Buckeye Athletic Association
- Formerly: Ohio Athletic Conference
- Founded: 1926
- Folded: 1939
- Sports fielded: Football Cross country Wrestling Basketball Baseball Track and field;
- No. of teams: Ohio Wesleyan University Miami University University of Cincinnati Denison University Wittenberg University Ohio University Wabash College DePauw University Marshall College University of Dayton Western Michigan University Xavier University
- Region: Ohio

= Buckeye Athletic Association =

Athletic league formed out of members of the Ohio Athletic Conference

The Buckeye Athletic Association, also known as the Buckeye Conference, was an athletic league formed out of members of the Ohio Athletic Conference. Its original membership in 1926 included Ohio Wesleyan University (Battling Bishops), Ohio University (Bobcats), Miami University (known then as the Big Reds, later the Redskins and currently the RedHawks), the University of Cincinnati (Bearcats), Denison University (Baptists, and later Big Red) and Wittenberg University (Lutherans, and later as Tigers). The Battling Bishops of OWU won the first title in football in 1926. The league was asked to end the membership in both the OAC and the Buckeye in 1928, at which time all the schools voted to instead leave their membership in the OAC behind and be only members of the Buckeye.

==Early years (1926–1934)==
Wittenberg withdrew from membership in November 1929 on charges of using professional players after the Tigers won the football championship in 1927 and were co-champs with Ohio Wesleyan in 1928. However, Wittenberg returned to an affiliate membership in 1931, playing only Miami that year but with players named to the All-Conference lists from 1931 through the 1933 football, cross country and wrestling seasons and the 1934 basketball, baseball and track seasons.

In 1930, the Little Giants of Wabash College and the Tigers of DePauw University came from Indiana to add probationary teams to the league to add like schools to the mix. The Flyers of the University of Dayton were also considered, but there seemed to be resistance to the UD program from both Cincinnati and Miami. Both DePauw and Wabash, however, were out of the league after the 1932 football season, just as they were about to become full members of the league. That same year, the league also added the Thundering Herd of Marshall College (today Marshall University) for all sports but football for 1932–33, and the Herd began playing football as well in for the 1933 season.

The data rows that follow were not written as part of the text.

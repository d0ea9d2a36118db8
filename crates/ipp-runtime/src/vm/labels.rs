//! Label pre-pass

use crate::bytecode::{Arg, Opcode, Program};
use crate::value::RuntimeError;
use std::collections::HashMap;
use tracing::debug;

/// Label name to the index of the instruction following its `LABEL`
#[derive(Debug, Clone, Default)]
pub struct LabelTable {
    targets: HashMap<String, usize>,
}

impl LabelTable {
    /// Scan the program once; a label defined twice is a semantic error
    pub fn build(program: &Program) -> Result<Self, RuntimeError> {
        let mut targets = HashMap::new();
        for (index, instr) in program.instructions().iter().enumerate() {
            if instr.opcode != Opcode::Label {
                continue;
            }
            let Some(Arg::Label(name)) = instr.args.first() else {
                return Err(RuntimeError::Malformed {
                    msg: "LABEL without a label operand".to_string(),
                }
                .trapped(instr));
            };
            if targets.insert(name.clone(), index + 1).is_some() {
                return Err(RuntimeError::Semantics {
                    msg: format!("label '{}' is defined more than once", name),
                }
                .trapped(instr));
            }
        }
        debug!(labels = targets.len(), "built label table");
        Ok(Self { targets })
    }

    pub fn resolve(&self, name: &str) -> Result<usize, RuntimeError> {
        self.targets
            .get(name)
            .copied()
            .ok_or_else(|| RuntimeError::Semantics {
                msg: format!("undefined label '{}'", name),
            })
    }

    pub fn len(&self) -> usize {
        self.targets.len()
    }

    pub fn is_empty(&self) -> bool {
        self.targets.is_empty()
    }
}
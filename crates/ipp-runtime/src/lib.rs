//! IPP Runtime - IPPcode22 interpreter core
//!
//! This library provides:
//! - Program loading from the XML interchange format and IPPcode22 text
//! - Structural validation of instruction shapes
//! - A frame-based virtual machine with a call stack and a data stack
//! - Execution statistics and a disassembler

/// IPP runtime version
pub const VERSION: &str = env!("CARGO_PKG_VERSION");

pub mod asm;
pub mod bytecode;
pub mod exit_codes;
pub mod io;
pub mod runtime;
pub mod value;
pub mod vm;
pub mod xml;

pub use asm::{assemble, AsmError};
pub use bytecode::{Arg, FrameRole, Instruction, LoadError, Opcode, Program, VarRef};
pub use runtime::{eval, EvalError, Outcome, SourceFormat};
pub use value::{RuntimeError, Value, ValueType};
pub use vm::{ExitStatus, Vm, VmConfig};
pub use xml::{load_xml, to_xml};
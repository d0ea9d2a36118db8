//! CLI failures and exit-code mapping

use ipp_runtime::exit_codes;
use ipp_runtime::{AsmError, EvalError, LoadError, RuntimeError};
use std::path::PathBuf;
use thiserror::Error;

/// Errors owned by the command-line shell
#[derive(Debug, Error)]
pub enum CliError {
    #[error("at least one of --source or --input is required")]
    MissingStreams,
    #[error("cannot open input file '{}'", path.display())]
    InputFile {
        path: PathBuf,
        #[source]
        source: std::io::Error,
    },
    #[error("test directory '{}' does not exist or is not a directory", path.display())]
    MissingDirectory { path: PathBuf },
    #[error("cannot open output file '{}'", path.display())]
    OutputFile {
        path: PathBuf,
        #[source]
        source: std::io::Error,
    },
}

impl CliError {
    pub fn exit_code(&self) -> i32 {
        match self {
            CliError::MissingStreams => exit_codes::INVALID_ARGUMENTS,
            CliError::InputFile { .. } => exit_codes::INPUT_FILE,
            CliError::OutputFile { .. } => exit_codes::OUTPUT_FILE,
            CliError::MissingDirectory { .. } => exit_codes::MISSING_PATH,
        }
    }
}

/// Exit code for any error that reached `main`
///
/// Walks the anyhow chain for a known error type; anything else is internal.
pub fn exit_code_for(err: &anyhow::Error) -> i32 {
    for cause in err.chain() {
        if let Some(e) = cause.downcast_ref::<CliError>() {
            return e.exit_code();
        }
        if let Some(e) = cause.downcast_ref::<EvalError>() {
            return e.exit_code();
        }
        if let Some(e) = cause.downcast_ref::<LoadError>() {
            return e.exit_code();
        }
        if let Some(e) = cause.downcast_ref::<AsmError>() {
            return e.exit_code();
        }
        if let Some(e) = cause.downcast_ref::<RuntimeError>() {
            return e.exit_code();
        }
    }
    exit_codes::INTERNAL
}
//! Subcommand implementations
//!
//! Each command returns the process exit code on a handled outcome and an
//! `anyhow` error for anything `main` should report.

pub mod check;
pub mod disasm;
pub mod parse;
pub mod run;

use crate::error::CliError;
use anyhow::{Context, Result};
use ipp_runtime::runtime::{self, SourceFormat};
use ipp_runtime::Program;
use std::fs;
use std::io::{self, Read};
use std::path::Path;

/// Program source shared by `run`, `check` and `disasm`
#[derive(Debug, Clone)]
pub struct SourceText {
    /// File name for messages, `<stdin>` when piped
    pub name: String,
    pub text: String,
    pub format: SourceFormat,
}

impl SourceText {
    /// Read from `path`, or from stdin when no path is given
    pub fn read(path: Option<&Path>, text_format: bool) -> Result<Self> {
        let format = if text_format {
            SourceFormat::Text
        } else {
            SourceFormat::Xml
        };
        match path {
            Some(path) => {
                let text = fs::read_to_string(path).map_err(|source| CliError::InputFile {
                    path: path.to_path_buf(),
                    source,
                })?;
                Ok(Self {
                    name: path.display().to_string(),
                    text,
                    format,
                })
            }
            None => {
                let mut text = String::new();
                io::stdin()
                    .read_to_string(&mut text)
                    .map_err(|source| CliError::InputFile {
                        path: "<stdin>".into(),
                        source,
                    })?;
                Ok(Self {
                    name: "<stdin>".to_string(),
                    text,
                    format,
                })
            }
        }
    }

    /// Parse into a validated program
    pub fn load(&self) -> Result<Program> {
        runtime::load(&self.text, self.format)
            .with_context(|| format!("failed to load {}", self.name))
    }
}
//! Program disassembler
//!
//! Renders a loaded program back into IPPcode22 text, prefixed with each
//! instruction's order. Used by `ipp disasm` and by `BREAK`.

use super::{Instruction, Program};
use std::fmt::Write;

/// Disassemble a program to human-readable form
///
/// # Format
/// ```text
/// .IPPcode22
///    1  DEFVAR GF@x
///    2  MOVE GF@x int@5
///    3  WRITE GF@x
/// ```
pub fn disassemble(program: &Program) -> String {
    let mut output = String::from(".IPPcode22\n");
    for instr in program.instructions() {
        let _ = writeln!(output, "{}", format_instruction(instr));
    }
    output
}

/// Format one instruction as `order  OPCODE args…`
pub fn format_instruction(instr: &Instruction) -> String {
    let mut line = format!("{:>4}  {}", instr.order, instr.opcode);
    for arg in &instr.args {
        let _ = write!(line, " {}", arg);
    }
    line
}
//! VM profiling and execution statistics
//!
//! The VM owns a profiler only when statistics were requested. It reports
//! every executed instruction and the current number of initialized
//! variables; nothing here touches program output or the exit code.

use crate::bytecode::{Instruction, Opcode};
use serde::Serialize;
use std::collections::HashMap;
use std::fmt::Write;

/// VM profiler
#[derive(Debug, Clone, Default)]
pub struct Profiler {
    /// Executed instructions, `LABEL`, `DPRINT` and `BREAK` excluded
    total_instructions: u64,
    instruction_counts: HashMap<Opcode, u64>,
    /// Executions per instruction order
    order_counts: HashMap<u32, u64>,
    max_initialized: usize,
}

impl Profiler {
    pub fn new() -> Self {
        Self::default()
    }

    /// Record one executed instruction
    pub fn record_instruction(&mut self, instr: &Instruction) {
        if instr.opcode.is_meta() {
            return;
        }
        self.total_instructions += 1;
        *self.instruction_counts.entry(instr.opcode).or_insert(0) += 1;
        *self.order_counts.entry(instr.order).or_insert(0) += 1;
    }

    /// Track the high-water mark of initialized variables
    pub fn update_initialized(&mut self, count: usize) {
        self.max_initialized = self.max_initialized.max(count);
    }

    /// Order of the most executed instruction, lowest order on ties
    pub fn hottest_order(&self) -> Option<u32> {
        self.order_counts
            .iter()
            .max_by(|a, b| a.1.cmp(b.1).then_with(|| b.0.cmp(a.0)))
            .map(|(order, _)| *order)
    }

    /// Snapshot of the collected statistics
    pub fn stats(&self) -> Stats {
        let mut opcodes: Vec<OpcodeCount> = self
            .instruction_counts
            .iter()
            .map(|(opcode, count)| OpcodeCount {
                opcode: opcode.mnemonic().to_string(),
                count: *count,
            })
            .collect();
        opcodes.sort_by(|a, b| b.count.cmp(&a.count).then_with(|| a.opcode.cmp(&b.opcode)));

        Stats {
            instructions: self.total_instructions,
            hottest_order: self.hottest_order(),
            max_initialized_vars: self.max_initialized,
            opcodes,
        }
    }
}

/// Serializable execution statistics
#[derive(Debug, Clone, PartialEq, Eq, Serialize)]
pub struct Stats {
    pub instructions: u64,
    pub hottest_order: Option<u32>,
    pub max_initialized_vars: usize,
    pub opcodes: Vec<OpcodeCount>,
}

#[derive(Debug, Clone, PartialEq, Eq, Serialize)]
pub struct OpcodeCount {
    pub opcode: String,
    pub count: u64,
}

impl Stats {
    pub fn render(&self) -> String {
        let mut report = String::new();
        let _ = writeln!(report, "Total instructions executed: {}", self.instructions);
        match self.hottest_order {
            Some(order) => {
                let _ = writeln!(report, "Most executed instruction: order {}", order);
            }
            None => report.push_str("Most executed instruction: none\n"),
        }
        let _ = writeln!(
            report,
            "Max initialized variables: {}",
            self.max_initialized_vars
        );

        if self.opcodes.is_empty() {
            return report;
        }
        report.push_str("\nInstruction counts by opcode:\n");
        for entry in &self.opcodes {
            let percentage = (entry.count as f64 / self.instructions as f64) * 100.0;
            let _ = writeln!(
                report,
                "  {:<12} {:>10} ({:>6.2}%)",
                entry.opcode, entry.count, percentage
            );
        }
        report
    }

    pub fn to_json(&self) -> Result<String, serde_json::Error> {
        serde_json::to_string_pretty(self)
    }
}

#[cfg(test)]
mod tests {
    use super::*;
    use crate::bytecode::Arg;

    fn instr(order: u32, opcode: Opcode) -> Instruction {
        Instruction::new(order, opcode, vec![])
    }

    #[test]
    fn test_fresh_profiler_is_empty() {
        let stats = Profiler::new().stats();
        assert_eq!(stats.instructions, 0);
        assert_eq!(stats.hottest_order, None);
        assert!(stats.opcodes.is_empty());
        assert!(stats.render().contains("Most executed instruction: none"));
    }

    #[test]
    fn test_meta_instructions_not_counted() {
        let mut profiler = Profiler::new();
        profiler.record_instruction(&Instruction::new(
            1,
            Opcode::Label,
            vec![Arg::Label("l".into())],
        ));
        profiler.record_instruction(&instr(2, Opcode::Break));
        profiler.record_instruction(&instr(3, Opcode::Return));

        let stats = profiler.stats();
        assert_eq!(stats.instructions, 1);
        assert_eq!(
            stats.opcodes,
            vec![OpcodeCount {
                opcode: "RETURN".to_string(),
                count: 1
            }]
        );
    }

    #[test]
    fn test_hottest_order_prefers_lowest_on_tie() {
        let mut profiler = Profiler::new();
        for order in [7, 3, 7, 3, 9] {
            profiler.record_instruction(&instr(order, Opcode::PushFrame));
        }
        assert_eq!(profiler.hottest_order(), Some(3));
    }

    #[test]
    fn test_max_initialized_is_high_water_mark() {
        let mut profiler = Profiler::new();
        profiler.update_initialized(2);
        profiler.update_initialized(5);
        profiler.update_initialized(1);
        assert_eq!(profiler.stats().max_initialized_vars, 5);
    }

    #[test]
    fn test_stats_json() {
        let mut profiler = Profiler::new();
        profiler.record_instruction(&instr(1, Opcode::CreateFrame));
        profiler.record_instruction(&instr(2, Opcode::PushFrame));
        profiler.record_instruction(&instr(2, Opcode::PushFrame));
        profiler.update_initialized(1);

        let stats = profiler.stats();
        assert_eq!(stats.opcodes[0].opcode, "PUSHFRAME");
        let json: serde_json::Value = serde_json::from_str(&stats.to_json().unwrap()).unwrap();
        assert_eq!(json["instructions"], 3);
        assert_eq!(json["hottest_order"], 2);
        assert_eq!(json["max_initialized_vars"], 1);
    }

    #[test]
    fn test_render_text() {
        let mut profiler = Profiler::new();
        profiler.record_instruction(&instr(4, Opcode::PopFrame));
        let report = profiler.stats().render();
        assert!(report.starts_with("Total instructions executed: 1\n"));
        assert!(report.contains("Most executed instruction: order 4"));
        assert!(report.contains("POPFRAME"));
    }
}
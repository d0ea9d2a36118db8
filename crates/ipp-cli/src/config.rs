//! CLI configuration via environment variables
//!
//! Command-line flags always win over these defaults.

use std::env;
use std::path::PathBuf;

/// Default filter directive when `IPP_LOG` is unset
pub const DEFAULT_LOG_FILTER: &str = "warn";

/// CLI configuration loaded from environment variables
#[derive(Debug, Clone, PartialEq, Eq)]
pub struct Config {
    /// Default statistics file for `ipp run` (IPP_STATS=/path)
    pub stats_file: Option<PathBuf>,
    /// Render statistics and check results as JSON (IPP_JSON=1)
    pub default_json: bool,
    /// Disable colored output (IPP_NO_COLOR=1 or NO_COLOR=1)
    pub no_color: bool,
    /// tracing filter directive (IPP_LOG=debug)
    pub log_filter: String,
}

impl Config {
    /// Load configuration from the process environment
    pub fn from_env() -> Self {
        Self::from_lookup(|key| env::var(key).ok())
    }

    /// Load configuration through an arbitrary variable lookup
    pub fn from_lookup<F>(lookup: F) -> Self
    where
        F: Fn(&str) -> Option<String>,
    {
        Self {
            stats_file: lookup("IPP_STATS")
                .filter(|v| !v.is_empty())
                .map(PathBuf::from),
            default_json: lookup("IPP_JSON").map(|v| is_truthy(&v)).unwrap_or(false),
            no_color: lookup("IPP_NO_COLOR").is_some() || lookup("NO_COLOR").is_some(),
            log_filter: lookup("IPP_LOG")
                .filter(|v| !v.trim().is_empty())
                .unwrap_or_else(|| DEFAULT_LOG_FILTER.to_string()),
        }
    }
}

impl Default for Config {
    fn default() -> Self {
        Self::from_env()
    }
}

fn is_truthy(value: &str) -> bool {
    let lower = value.trim().to_lowercase();
    !(lower.is_empty() || lower == "0" || lower == "false" || lower == "off")
}
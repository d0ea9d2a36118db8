//! Instruction handlers
//!
//! One arm per opcode. Handlers read every source operand first, check
//! types, and only then write the destination, so a failing instruction
//! leaves no trace.

use super::{Flow, Vm};
use crate::bytecode::{Arg, Instruction, Opcode, VarRef};
use crate::exit_codes::MAX_PROGRAM_EXIT;
use crate::io;
use crate::value::{RuntimeError, Value, ValueType};
use std::cmp::Ordering;
use std::io::BufRead;

fn malformed(msg: impl Into<String>) -> RuntimeError {
    RuntimeError::Malformed { msg: msg.into() }
}

fn type_error(msg: impl Into<String>) -> RuntimeError {
    RuntimeError::TypeIncompatible { msg: msg.into() }
}

fn string_error(msg: impl Into<String>) -> RuntimeError {
    RuntimeError::StringManipulation { msg: msg.into() }
}

fn overflow(opcode: Opcode) -> RuntimeError {
    RuntimeError::InvalidOperand {
        msg: format!("integer overflow in {}", opcode),
    }
}

fn arg(instr: &Instruction, index: usize) -> Result<&Arg, RuntimeError> {
    instr
        .args
        .get(index)
        .ok_or_else(|| malformed(format!("missing operand {}", index + 1)))
}

fn label(instr: &Instruction, index: usize) -> Result<&str, RuntimeError> {
    match arg(instr, index)? {
        Arg::Label(name) => Ok(name),
        other => Err(malformed(format!("expected label, found {}", other))),
    }
}

fn expect_int(value: Value, what: &str) -> Result<i64, RuntimeError> {
    match value {
        Value::Int(n) => Ok(n),
        other => Err(type_error(format!(
            "{} must be int, found {}",
            what,
            other.type_name()
        ))),
    }
}

fn expect_str(value: Value, what: &str) -> Result<String, RuntimeError> {
    match value {
        Value::Str(s) => Ok(s),
        other => Err(type_error(format!(
            "{} must be string, found {}",
            what,
            other.type_name()
        ))),
    }
}

fn expect_bool(value: Value, what: &str) -> Result<bool, RuntimeError> {
    match value {
        Value::Bool(b) => Ok(b),
        other => Err(type_error(format!(
            "{} must be bool, found {}",
            what,
            other.type_name()
        ))),
    }
}

/// Integer division rounding toward negative infinity
fn floor_div(a: i64, b: i64) -> Option<i64> {
    let q = a.checked_div(b)?;
    if a % b != 0 && ((a < 0) != (b < 0)) {
        q.checked_sub(1)
    } else {
        Some(q)
    }
}

/// Character at a codepoint index
fn char_at(s: &str, index: i64) -> Result<char, RuntimeError> {
    usize::try_from(index)
        .ok()
        .and_then(|i| s.chars().nth(i))
        .ok_or_else(|| {
            string_error(format!(
                "index {} out of range for string of length {}",
                index,
                s.chars().count()
            ))
        })
}

/// Parse one line of `READ` input
fn parse_input(line: &str, ty: ValueType) -> Value {
    match ty {
        ValueType::Int => line.trim().parse().map_or(Value::Nil, Value::Int),
        ValueType::Str => Value::Str(line.to_string()),
        ValueType::Bool => Value::Bool(line.trim().eq_ignore_ascii_case("true")),
        ValueType::Nil => Value::Nil,
    }
}
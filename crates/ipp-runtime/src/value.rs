//! Runtime value representation
//!
//! - Int, Bool, Nil: immediate values
//! - Str: owned UTF-8 text, indexed by codepoint
//! - Uninit: state of a freshly defined variable; no instruction produces it
//!
//! Values are copied on assignment, so there is no aliasing between variables.

use crate::bytecode::{literal, FrameRole, Instruction, Opcode};
use crate::exit_codes;
use std::cmp::Ordering;
use std::fmt;
use thiserror::Error;

/// Runtime type of an initialized value
#[derive(Debug, Clone, Copy, PartialEq, Eq, Hash)]
pub enum ValueType {
    Int,
    Str,
    Bool,
    Nil,
}

impl ValueType {
    /// Name used by `TYPE`, `READ` and literal syntax
    pub fn name(self) -> &'static str {
        match self {
            ValueType::Int => "int",
            ValueType::Str => "string",
            ValueType::Bool => "bool",
            ValueType::Nil => "nil",
        }
    }

    pub fn from_name(name: &str) -> Option<Self> {
        match name {
            "int" => Some(ValueType::Int),
            "string" => Some(ValueType::Str),
            "bool" => Some(ValueType::Bool),
            "nil" => Some(ValueType::Nil),
            _ => None,
        }
    }

    /// Types `READ` can produce from a line of input
    pub fn is_readable(self) -> bool {
        !matches!(self, ValueType::Nil)
    }
}

impl fmt::Display for ValueType {
    fn fmt(&self, f: &mut fmt::Formatter<'_>) -> fmt::Result {
        f.write_str(self.name())
    }
}

/// Runtime value
#[derive(Debug, Clone, PartialEq, Eq, Default)]
pub enum Value {
    Int(i64),
    Str(String),
    Bool(bool),
    Nil,
    #[default]
    Uninit,
}

impl Value {
    pub fn string(s: impl Into<String>) -> Self {
        Value::Str(s.into())
    }

    /// Runtime type, `None` for an uninitialized slot
    pub fn value_type(&self) -> Option<ValueType> {
        match self {
            Value::Int(_) => Some(ValueType::Int),
            Value::Str(_) => Some(ValueType::Str),
            Value::Bool(_) => Some(ValueType::Bool),
            Value::Nil => Some(ValueType::Nil),
            Value::Uninit => None,
        }
    }

    /// Type name as reported by `TYPE` (empty for an uninitialized slot)
    pub fn type_name(&self) -> &'static str {
        self.value_type().map_or("", ValueType::name)
    }

    pub fn is_initialized(&self) -> bool {
        !matches!(self, Value::Uninit)
    }

    /// Literal syntax (`int@5`, `string@a\032b`, `nil@nil`)
    pub fn literal(&self) -> String {
        match self {
            Value::Int(n) => format!("int@{}", n),
            Value::Str(s) => format!("string@{}", literal::escape(s)),
            Value::Bool(b) => format!("bool@{}", b),
            Value::Nil => "nil@nil".to_string(),
            Value::Uninit => "<uninitialized>".to_string(),
        }
    }

    /// Equality used by `EQ`, `JUMPIFEQ` and `JUMPIFNEQ`
    ///
    /// `nil` compares to anything (equal only to `nil`); other values must
    /// share a type.
    pub fn equals(&self, other: &Value) -> Result<bool, RuntimeError> {
        match (self, other) {
            (Value::Nil, Value::Nil) => Ok(true),
            (Value::Nil, v) | (v, Value::Nil) if v.is_initialized() => Ok(false),
            (Value::Int(a), Value::Int(b)) => Ok(a == b),
            (Value::Str(a), Value::Str(b)) => Ok(a == b),
            (Value::Bool(a), Value::Bool(b)) => Ok(a == b),
            _ => Err(mismatch("compare", self, other)),
        }
    }

    /// Ordering used by `LT` and `GT`; `nil` is not ordered
    pub fn compare(&self, other: &Value) -> Result<Ordering, RuntimeError> {
        match (self, other) {
            (Value::Int(a), Value::Int(b)) => Ok(a.cmp(b)),
            (Value::Str(a), Value::Str(b)) => Ok(a.cmp(b)),
            (Value::Bool(a), Value::Bool(b)) => Ok(a.cmp(b)),
            _ => Err(mismatch("order", self, other)),
        }
    }
}

fn mismatch(action: &str, a: &Value, b: &Value) -> RuntimeError {
    RuntimeError::TypeIncompatible {
        msg: format!(
            "cannot {} {} with {}",
            action,
            type_label(a),
            type_label(b)
        ),
    }
}

fn type_label(value: &Value) -> &'static str {
    match value {
        Value::Uninit => "uninitialized value",
        other => other.type_name(),
    }
}

/// Text written by `WRITE`; nil prints nothing
impl fmt::Display for Value {
    fn fmt(&self, f: &mut fmt::Formatter<'_>) -> fmt::Result {
        match self {
            Value::Int(n) => write!(f, "{}", n),
            Value::Str(s) => f.write_str(s),
            Value::Bool(b) => write!(f, "{}", b),
            Value::Nil | Value::Uninit => Ok(()),
        }
    }
}

/// Runtime errors
///
/// Every variant maps to exactly one reserved exit code. The message carries
/// diagnostic detail only; callers should act on [`RuntimeError::exit_code`].
#[derive(Debug, Clone, PartialEq, Eq, Error)]
pub enum RuntimeError {
    /// Redefined variable, undefined or duplicate label
    #[error("semantic error: {msg}")]
    Semantics { msg: String },
    /// Operand types do not fit the instruction
    #[error("type error: {msg}")]
    TypeIncompatible { msg: String },
    /// Variable absent from an existing frame
    #[error("undefined variable {name}")]
    UndefinedVariable { name: String },
    /// `LF` with an empty frame stack, or `TF` with no pending frame
    #[error("frame {frame} does not exist")]
    FrameNonexistent { frame: FrameRole },
    /// Uninitialized read, empty data stack, empty call stack
    #[error("missing value: {msg}")]
    MissingValue { msg: String },
    /// Division by zero, exit code out of range, integer overflow
    #[error("invalid operand: {msg}")]
    InvalidOperand { msg: String },
    /// String index out of range, invalid codepoint
    #[error("string error: {msg}")]
    StringManipulation { msg: String },
    /// Instruction shape the validator should have rejected
    #[error("malformed instruction: {msg}")]
    Malformed { msg: String },
    /// Reading input or writing output failed
    #[error("I/O error: {message}")]
    Io { message: String },
    /// Error annotated with the instruction that raised it
    #[error("instruction {order} ({opcode}): {source}")]
    Trapped {
        order: u32,
        opcode: Opcode,
        source: Box<RuntimeError>,
    },
}

impl RuntimeError {
    pub fn exit_code(&self) -> i32 {
        match self {
            RuntimeError::Semantics { .. } => exit_codes::SEMANTICS,
            RuntimeError::TypeIncompatible { .. } => exit_codes::TYPE_INCOMPATIBLE,
            RuntimeError::UndefinedVariable { .. } => exit_codes::UNDEFINED_VARIABLE,
            RuntimeError::FrameNonexistent { .. } => exit_codes::FRAME_NONEXISTENT,
            RuntimeError::MissingValue { .. } => exit_codes::MISSING_VALUE,
            RuntimeError::InvalidOperand { .. } => exit_codes::INVALID_OPERAND,
            RuntimeError::StringManipulation { .. } => exit_codes::STRING_MANIPULATION,
            RuntimeError::Malformed { .. } => exit_codes::INVALID_STRUCTURE,
            RuntimeError::Io { .. } => exit_codes::INTERNAL,
            RuntimeError::Trapped { source, .. } => source.exit_code(),
        }
    }

    /// Attach the failing instruction; already-trapped errors are kept as is
    pub fn trapped(self, instr: &Instruction) -> Self {
        match self {
            RuntimeError::Trapped { .. } => self,
            other => RuntimeError::Trapped {
                order: instr.order,
                opcode: instr.opcode,
                source: Box::new(other),
            },
        }
    }
}

impl From<std::io::Error> for RuntimeError {
    fn from(err: std::io::Error) -> Self {
        RuntimeError::Io {
            message: err.to_string(),
        }
    }
}
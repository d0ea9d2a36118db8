//! Stream plumbing for the VM
//!
//! Program output and the diagnostic channel are shared, lockable writers so
//! an embedder (or a test) can keep a handle and read what was written.

use crate::value::RuntimeError;
use std::io::{self, BufRead, BufReader, BufWriter, Write};
use std::sync::{Arc, Mutex};

/// Shared output sink
pub type OutputWriter = Arc<Mutex<Box<dyn Write + Send>>>;

/// Line-oriented input source for `READ`
pub type InputReader = Box<dyn BufRead + Send>;

/// Buffered stdout; the VM flushes it when a run ends
pub fn stdout_writer() -> OutputWriter {
    Arc::new(Mutex::new(Box::new(BufWriter::new(io::stdout()))))
}

pub fn stderr_writer() -> OutputWriter {
    Arc::new(Mutex::new(Box::new(io::stderr())))
}

pub fn stdin_reader() -> InputReader {
    Box::new(BufReader::new(io::stdin()))
}

/// Input source with nothing to read
pub fn empty_reader() -> InputReader {
    Box::new(io::empty())
}

/// Input source over an in-memory string
pub fn string_reader(text: impl Into<String>) -> InputReader {
    Box::new(io::Cursor::new(text.into().into_bytes()))
}

/// Write text through a shared writer
pub fn emit(writer: &OutputWriter, text: &str) -> Result<(), RuntimeError> {
    let mut guard = writer.lock().map_err(|_| poisoned())?;
    guard.write_all(text.as_bytes())?;
    Ok(())
}

pub fn flush(writer: &OutputWriter) -> Result<(), RuntimeError> {
    writer.lock().map_err(|_| poisoned())?.flush()?;
    Ok(())
}

fn poisoned() -> RuntimeError {
    RuntimeError::Io {
        message: "output writer lock poisoned".to_string(),
    }
}

/// In-memory writer whose contents stay readable through a cloned handle
#[derive(Debug, Clone, Default)]
pub struct CaptureBuffer {
    buf: Arc<Mutex<Vec<u8>>>,
}

impl CaptureBuffer {
    pub fn new() -> Self {
        Self::default()
    }

    /// Wrap a handle to this buffer as an [`OutputWriter`]
    pub fn writer(&self) -> OutputWriter {
        Arc::new(Mutex::new(Box::new(self.clone())))
    }

    pub fn contents(&self) -> String {
        let bytes = match self.buf.lock() {
            Ok(guard) => guard.clone(),
            Err(poisoned) => poisoned.into_inner().clone(),
        };
        String::from_utf8_lossy(&bytes).into_owned()
    }
}

impl Write for CaptureBuffer {
    fn write(&mut self, data: &[u8]) -> io::Result<usize> {
        self.buf
            .lock()
            .map_err(|_| io::Error::new(io::ErrorKind::Other, "capture buffer poisoned"))?
            .extend_from_slice(data);
        Ok(data.len())
    }

    fn flush(&mut self) -> io::Result<()> {
        Ok(())
    }
}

Ohio's Bobcats dominated the league in football from start to finish, winning football titles in 1929, 1930, 1931, 1935, 1936 (co-champs with Miami), and 1938's last football title for the league. Miami won the football title in 1932, 1933 (co-champs with Cincinnati) and the co-championship with Ohio in 1936. The Bearcats won title in '33 with Miami - the long-time rivals who first began playing football in 1888 (a series Miami leads these days by 59 win to 52 for UC and 9 ties) - then won the title outright in 1934.

==Years of growth and controversy (1935–1937)==
Finally, in 1935, the University of Dayton was added to the league and Marshall, which opened league play with a win in 1933 over Wittenberg in its first game, would then lose or tie the next 14 games in a row (1-13-1, 1933–35), but hired Coach Cam Henderson from Davis & Elkins College in 1935 to coach Herd basketball and football and act as director of athletics. Henderson was 4-6 in football that first year in '35, 0-5 in the Buckeye. By 1936, however, Marshall was 2-2-1 in the league and third behind Ohio (3-1-1) and Miami (2-1-1), declared co-champs with matching losses and ties. Marshall would win the title in 1937, won three baseball titles 1933-34-35 and three basketball titles in 1936-37, 1937–38 and 1938-39.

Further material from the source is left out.